Location
- Main Street Milnthorpe, Cumbria, LA7 7DD England 54°13′43″N 2°46′07″W﻿ / ﻿54.22868°N 2.76851°W

Information
- Type: Comprehensive Academy
- Motto: Learning for all, learning for life
- Established: 1984
- Local authority: Westmorland and Furness
- Department for Education URN: 137205 Tables
- Ofsted: Reports
- Headteacher: Steve Henneberry
- Gender: Coeducational
- Age: 11 to 18
- Enrolment: ~1050
- Houses: Heversham Owls Leasgill Wolves Milnthorpe Deer
- Website: dallamschool.co.uk

= Dallam School =

Dallam School is a co-educational 11-18 secondary school with academy status, located in Milnthorpe, Cumbria, England. It was founded in 1984 through the merger of Heversham Grammar School (established in 1613) and Milnthorpe Secondary School.

==History==
Heversham Grammar School was founded and endowed on 24 January 1619/20, by Edward Wilson, Kt (1557-1653), of Nether Levens, who also owned Heversham Hall. It occupied the site known in recent years as Old School, above and behind the village church, on Heversham Head. The building is now a private house. The present ivy-clad Boarding House and Big School (formerly the school hall) date from the 1880s.

Milnthorpe Secondary School was founded in 1951 and, after occupying many different buildings around the village, moved to Dallam's current location in 1968, complete with Community Centre.

Dallam School was founded in 1984 through the merger of Heversham Grammar School and Milnthorpe Secondary School.

Dallam is a boarding school, the boarding house being on a separate site from that of the main school.

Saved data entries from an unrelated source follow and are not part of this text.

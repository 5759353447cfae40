//! DTE header extraction from first-page text.

use tracing::debug;

use crate::error::DocumentError;
use crate::models::config::ExtractionConfig;
use crate::models::invoice::HeaderInfo;

use super::rules::patterns::{
    AUTHORIZATION, AUTHORIZATION_SUFFIX, DTE_NUMBER, EMISSION_TIMESTAMP, SERIES,
};
use super::Result;

/// Extracts [`HeaderInfo`] from the text of a document's first page.
#[derive(Debug, Clone)]
pub struct HeaderExtractor {
    issuer_marker: String,
    unidentified_issuer: String,
    missing_dte_number: String,
}

impl HeaderExtractor {
    /// Create an extractor with the standard DTE markers and sentinels.
    pub fn new() -> Self {
        Self::from_config(&ExtractionConfig::default())
    }

    pub fn from_config(config: &ExtractionConfig) -> Self {
        Self {
            issuer_marker: config.issuer_marker.clone(),
            unidentified_issuer: config.unidentified_issuer.clone(),
            missing_dte_number: config.missing_dte_number.clone(),
        }
    }

    /// Set the line marker that follows the issuer name.
    pub fn with_issuer_marker(mut self, marker: impl Into<String>) -> Self {
        self.issuer_marker = marker.into();
        self
    }

    /// Extract the header, failing when the authorization code or series is
    /// missing or when there is no text at all.
    pub fn extract(&self, text: Option<&str>) -> Result<HeaderInfo> {
        let text = text.ok_or(DocumentError::MissingText)?;

        let empresa = self
            .issuer_name(text)
            .unwrap_or_else(|| self.unidentified_issuer.clone());

        let autorizacion = AUTHORIZATION
            .captures(text)
            .map(|c| c[1].to_string())
            .ok_or(DocumentError::MissingField("autorización"))?;

        let serie = SERIES
            .captures(text)
            .map(|c| c[1].to_string())
            .ok_or(DocumentError::MissingField("serie"))?;

        let numero_dte = DTE_NUMBER
            .captures(text)
            .map(|c| c[1].to_string())
            .unwrap_or_else(|| self.missing_dte_number.clone());

        let fecha_emision = EMISSION_TIMESTAMP
            .captures(text)
            .map(|c| c[1].to_string())
            .unwrap_or_default();

        debug!(
            "Extracted header: issuer={:?} series={} dte={}",
            empresa, serie, numero_dte
        );

        Ok(HeaderInfo {
            empresa,
            autorizacion,
            serie,
            numero_dte,
            fecha_emision,
        })
    }

    /// The issuer is printed on the line right above the first marker line
    /// that is not the very first line.
    fn issuer_name(&self, text: &str) -> Option<String> {
        let lines: Vec<&str> = text.split('\n').collect();

        let (i, _) = lines
            .iter()
            .enumerate()
            .find(|(i, line)| *i > 0 && line.contains(self.issuer_marker.as_str()))?;

        let previous = lines[i - 1].trim();
        Some(AUTHORIZATION_SUFFIX.replace(previous, "").trim().to_string())
    }
}

impl Default for HeaderExtractor {
    fn default() -> Self {
        Self::new()
    }
}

In 2002, Mr Steven Holdup became Headteacher of the school.

In 2010, the school brought the PE department down from the Heversham site with an all-weather astroturf pitch, and new sports facilities.

In 2013, Mr William Bancroft became Headteacher of the school.

In 2018, Mr Nigel Whittle became Headteacher of the school.

In 2019, Ms Julie O'Connor became Executive Headteacher of the school.

In 2021, Ms Rachael Williams became Headteacher of the school.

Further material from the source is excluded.